How to complete this task: Lines containing the word "Paused" in the data below: say how many, with no other text.

Information given:
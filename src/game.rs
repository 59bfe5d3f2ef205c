use crate::error::GeometryError;
use crate::track::{RoadTrack, Seed, TrackGeometry};
use rand::rngs::StdRng;
use rand::SeedableRng;
use std::time::Duration;
use tracing::{debug, info};

pub(crate) const MAX_SPEED: u8 = 5;
pub(crate) const DEFAULT_SPEED: u8 = 3;

/// Columns moved per arrow key press.
pub(crate) const KEY_STEP: i32 = 2;

pub(crate) const TICK_MICROS_MIN: u64 = 35_000;
pub(crate) const TICK_MICROS_MAX: u64 = 150_000;

/// HUD line, three sprite rows and one row of road ahead.
pub(crate) const MIN_ROWS: i32 = 5;

// car nose sits this many rows above the bottom edge
const PLAYER_ROW_FROM_BOTTOM: i32 = 3;

#[derive(Clone, Copy, Debug, PartialEq, Eq)]
pub(crate) enum InputEvent {
    MoveLeft,
    MoveRight,
    SpeedUp,
    SpeedDown,
    SetColumn(i32),
    Restart,
    Quit,
}

#[derive(Clone, Copy, Debug, PartialEq, Eq)]
pub(crate) enum Phase {
    Running,
    /// Off the road; waiting for restart or quit.
    Paused,
    Terminated,
}

#[derive(Clone, Copy, Debug, PartialEq, Eq)]
pub(crate) struct PlayerCar {
    pub(crate) column: i32,
    pub(crate) row: i32,
    pub(crate) speed: u8,
    pub(crate) score: u64,
}

/// Tunables that survive restarts and resizes.
#[derive(Clone, Copy, Debug, PartialEq, Eq)]
pub(crate) struct Rules {
    pub(crate) half_width: i32,
    pub(crate) margin: i32,
    pub(crate) step_bound: i32,
    pub(crate) start_speed: u8,
    pub(crate) curvy_start: bool,
}

impl Default for Rules {
    fn default() -> Self {
        Self {
            half_width: 12,
            margin: 2,
            step_bound: 3,
            start_speed: DEFAULT_SPEED,
            curvy_start: false,
        }
    }
}

pub(crate) struct Game {
    rules: Rules,
    track: RoadTrack,
    player: PlayerCar,
    phase: Phase,
    rng: StdRng,
}

impl Game {
    pub(crate) fn new(
        width: i32,
        rows: i32,
        rules: Rules,
        seed: u64,
    ) -> Result<Self, GeometryError> {
        let track = build_track(width, rows, &rules)?;
        let column = track.geometry().mid_center();
        let mut game = Self {
            rules,
            track,
            player: PlayerCar {
                column,
                row: rows - PLAYER_ROW_FROM_BOTTOM,
                speed: rules.start_speed.min(MAX_SPEED),
                score: 0,
            },
            phase: Phase::Running,
            rng: StdRng::seed_from_u64(seed),
        };
        game.clamp_player();
        Ok(game)
    }

    pub(crate) fn apply_input(&mut self, ev: InputEvent) {
        match (self.phase, ev) {
            (Phase::Terminated, _) => {}
            (_, InputEvent::Quit) => self.phase = Phase::Terminated,
            (Phase::Paused, InputEvent::Restart) => self.restart(),
            (Phase::Paused, _) => {}
            (Phase::Running, ev) => {
                let p = &mut self.player;
                match ev {
                    InputEvent::MoveLeft => p.column -= KEY_STEP,
                    InputEvent::MoveRight => p.column += KEY_STEP,
                    InputEvent::SpeedUp => p.speed = (p.speed + 1).min(MAX_SPEED),
                    InputEvent::SpeedDown => p.speed = p.speed.saturating_sub(1),
                    InputEvent::SetColumn(x) => p.column = x,
                    InputEvent::Restart | InputEvent::Quit => {}
                }
                self.clamp_player();
            }
        }
    }

    /// Scrolls the road `1 + speed/2` rows and scores one point per row.
    /// Returns the number of rows scrolled.
    pub(crate) fn tick(&mut self) -> u32 {
        if self.phase != Phase::Running {
            return 0;
        }
        let steps = 1 + u32::from(self.player.speed) / 2;
        for _ in 0..steps {
            self.track.scroll_and_generate(&mut self.rng);
        }
        self.player.score += u64::from(steps);
        steps
    }

    /// Moves to `Paused` and returns true when the car has left the road.
    pub(crate) fn check_collision(&mut self) -> bool {
        if self.phase != Phase::Running || self.on_track() {
            return false;
        }
        info!(
            score = self.player.score,
            column = self.player.column,
            center = self.track.center_at(self.player.row),
            "crashed"
        );
        self.phase = Phase::Paused;
        true
    }

    pub(crate) fn on_track(&self) -> bool {
        self.track.contains(self.player.row, self.player.column)
    }

    pub(crate) fn restart(&mut self) {
        info!(previous_score = self.player.score, "restart");
        self.track.reseed_flat();
        self.player.column = self.track.geometry().mid_center();
        self.player.speed = self.rules.start_speed.min(MAX_SPEED);
        self.player.score = 0;
        self.phase = Phase::Running;
    }

    /// Rebuilds a flat track for the new terminal size and puts the car back
    /// on its center. Score, speed and phase are kept.
    pub(crate) fn resize(&mut self, width: i32, rows: i32) -> Result<(), GeometryError> {
        let flat = Rules {
            curvy_start: false,
            ..self.rules
        };
        self.track = build_track(width, rows, &flat)?;
        self.player.row = rows - PLAYER_ROW_FROM_BOTTOM;
        self.player.column = self.track.geometry().mid_center();
        self.clamp_player();
        debug!(width, rows, "track rebuilt after resize");
        Ok(())
    }

    fn clamp_player(&mut self) {
        let width = self.track.geometry().width;
        self.player.column = self.player.column.clamp(1, width - 2);
    }

    pub(crate) fn hud(&self) -> (u64, u8) {
        (self.player.score, self.player.speed)
    }

    pub(crate) fn phase(&self) -> Phase {
        self.phase
    }

    pub(crate) fn player(&self) -> &PlayerCar {
        &self.player
    }

    pub(crate) fn track(&self) -> &RoadTrack {
        &self.track
    }
}

fn build_track(width: i32, rows: i32, rules: &Rules) -> Result<RoadTrack, GeometryError> {
    if rows < MIN_ROWS {
        return Err(GeometryError::TooShort {
            rows,
            required: MIN_ROWS,
        });
    }
    let geometry = TrackGeometry::new(width, rules.half_width, rules.margin, rules.step_bound)?;
    let mid = geometry.mid_center();
    let seed = if rules.curvy_start {
        Seed::curvy(mid)
    } else {
        Seed::Flat(mid)
    };
    RoadTrack::create(rows, geometry, seed)
}

/// Sleep between ticks, linear from `TICK_MICROS_MAX` at speed 0 down to
/// `TICK_MICROS_MIN` at top speed.
pub(crate) fn compute_tick_delay(speed_level: u8) -> Duration {
    let s = u64::from(speed_level.min(MAX_SPEED));
    let span = TICK_MICROS_MAX - TICK_MICROS_MIN;
    Duration::from_micros(TICK_MICROS_MAX - span * s / u64::from(MAX_SPEED))
}

#[cfg(test)]
mod tests {
    use super::*;

    fn game_40x24() -> Game {
        Game::new(40, 24, Rules::default(), 1234).unwrap()
    }

    #[test]
    fn test_new_game_starts_centered_on_track() {
        let g = game_40x24();
        assert_eq!(g.phase(), Phase::Running);
        assert_eq!(g.player().column, 20);
        assert_eq!(g.player().row, 21);
        assert_eq!(g.hud(), (0, DEFAULT_SPEED));
        assert!(g.on_track());
    }

    #[test]
    fn test_new_game_rejects_degenerate_terminal() {
        assert!(matches!(
            Game::new(40, 4, Rules::default(), 0),
            Err(GeometryError::TooShort { rows: 4, required: 5 })
        ));
        assert!(matches!(
            Game::new(20, 24, Rules::default(), 0),
            Err(GeometryError::TooNarrow { .. })
        ));
    }

    #[test]
    fn test_tick_delay_endpoints_and_linearity() {
        assert_eq!(compute_tick_delay(5), Duration::from_micros(TICK_MICROS_MIN));
        assert_eq!(compute_tick_delay(0), Duration::from_micros(TICK_MICROS_MAX));
        assert_eq!(compute_tick_delay(3), Duration::from_micros(81_000));
        assert_eq!(compute_tick_delay(9), Duration::from_micros(TICK_MICROS_MIN));

        let delays: Vec<u128> = (0..=5).map(|s| compute_tick_delay(s).as_micros()).collect();
        let steps: Vec<u128> = delays.windows(2).map(|w| w[0] - w[1]).collect();
        assert!(steps.iter().all(|&d| d == 23_000));
    }

    #[test]
    fn test_tick_steps_follow_speed() {
        let mut g = game_40x24();
        let expected = [1, 1, 2, 2, 3, 3];
        for (speed, &steps) in expected.iter().enumerate() {
            g.player.speed = speed as u8;
            let before = g.player.score;
            assert_eq!(g.tick(), steps);
            assert_eq!(g.player.score - before, u64::from(steps));
        }
    }

    #[test]
    fn test_keyboard_moves_and_clamps() {
        let mut g = game_40x24();
        g.apply_input(InputEvent::MoveLeft);
        assert_eq!(g.player().column, 18);
        g.apply_input(InputEvent::MoveRight);
        g.apply_input(InputEvent::MoveRight);
        assert_eq!(g.player().column, 22);
        for _ in 0..40 {
            g.apply_input(InputEvent::MoveLeft);
        }
        assert_eq!(g.player().column, 1);
        for _ in 0..40 {
            g.apply_input(InputEvent::MoveRight);
        }
        assert_eq!(g.player().column, 38);
    }

    #[test]
    fn test_set_column_clamps_and_last_writer_wins() {
        let mut g = game_40x24();
        g.apply_input(InputEvent::SetColumn(-10));
        assert_eq!(g.player().column, 1);
        g.apply_input(InputEvent::SetColumn(500));
        assert_eq!(g.player().column, 38);
        g.apply_input(InputEvent::SetColumn(12));
        g.apply_input(InputEvent::SetColumn(27));
        assert_eq!(g.player().column, 27);
    }

    #[test]
    fn test_speed_is_bounded() {
        let mut g = game_40x24();
        for _ in 0..10 {
            g.apply_input(InputEvent::SpeedUp);
        }
        assert_eq!(g.player().speed, MAX_SPEED);
        for _ in 0..10 {
            g.apply_input(InputEvent::SpeedDown);
        }
        assert_eq!(g.player().speed, 0);
    }

    #[test]
    fn test_collision_pauses_and_freezes_input() {
        let mut g = game_40x24();
        g.apply_input(InputEvent::SetColumn(1));
        assert!(g.check_collision());
        assert_eq!(g.phase(), Phase::Paused);

        let frozen = *g.player();
        g.apply_input(InputEvent::MoveRight);
        g.apply_input(InputEvent::SpeedUp);
        g.apply_input(InputEvent::SetColumn(20));
        assert_eq!(*g.player(), frozen);
        assert_eq!(g.tick(), 0);
        assert!(!g.check_collision());
        assert_eq!(g.phase(), Phase::Paused);
    }

    #[test]
    fn test_boundary_column_is_a_collision() {
        let mut g = game_40x24();
        g.apply_input(InputEvent::SetColumn(9));
        assert!(!g.check_collision());
        g.apply_input(InputEvent::SetColumn(8));
        assert!(g.check_collision());
    }

    #[test]
    fn test_restart_after_crash_at_42() {
        let mut g = game_40x24();
        for _ in 0..30 {
            g.tick();
        }
        g.player.score = 42;
        g.player.speed = 5;
        g.apply_input(InputEvent::SetColumn(2));
        assert!(g.check_collision());

        g.apply_input(InputEvent::Restart);
        assert_eq!(g.phase(), Phase::Running);
        assert_eq!(g.hud(), (0, DEFAULT_SPEED));
        assert_eq!(g.player().column, 20);
        assert!(g.track().centers().all(|c| c == 20));
        assert!(g.on_track());
        assert!(!g.check_collision());
    }

    #[test]
    fn test_restart_ignored_while_running() {
        let mut g = game_40x24();
        g.tick();
        let score = g.player().score;
        g.apply_input(InputEvent::Restart);
        assert_eq!(g.player().score, score);
        assert_eq!(g.phase(), Phase::Running);
    }

    #[test]
    fn test_quit_from_any_phase() {
        let mut g = game_40x24();
        g.apply_input(InputEvent::Quit);
        assert_eq!(g.phase(), Phase::Terminated);
        g.apply_input(InputEvent::Restart);
        assert_eq!(g.phase(), Phase::Terminated);

        let mut g = game_40x24();
        g.apply_input(InputEvent::SetColumn(1));
        g.check_collision();
        g.apply_input(InputEvent::Quit);
        assert_eq!(g.phase(), Phase::Terminated);
    }

    #[test]
    fn test_resize_keeps_score_and_recenters_player() {
        let mut g = game_40x24();
        g.tick();
        g.apply_input(InputEvent::SetColumn(30));
        assert!(!g.check_collision());
        let (score, speed) = g.hud();

        g.resize(32, 10).unwrap();
        assert_eq!(g.hud(), (score, speed));
        assert_eq!(g.player().row, 7);
        assert_eq!(g.player().column, 16);
        assert_eq!(g.track().rows(), 10);
        assert!(g.on_track());
        assert!(!g.check_collision());
        assert_eq!(g.phase(), Phase::Running);

        assert!(g.resize(10, 10).is_err());
        assert_eq!(g.track().rows(), 10);
    }

    #[test]
    fn test_driving_centered_survives_long_run() {
        let mut g = game_40x24();
        for _ in 0..2000 {
            let center = g.track().center_at(g.player().row);
            g.apply_input(InputEvent::SetColumn(center));
            g.tick();
            assert!(!g.check_collision());
        }
        assert!(g.player().score >= 2000);
    }

    #[test]
    fn test_curvy_start_is_on_track() {
        let rules = Rules {
            curvy_start: true,
            ..Rules::default()
        };
        let g = Game::new(60, 30, rules, 9).unwrap();
        assert!(g.track().centers().any(|c| c != 30));
        assert!(g.on_track());
    }
}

Solution for this exercise: 7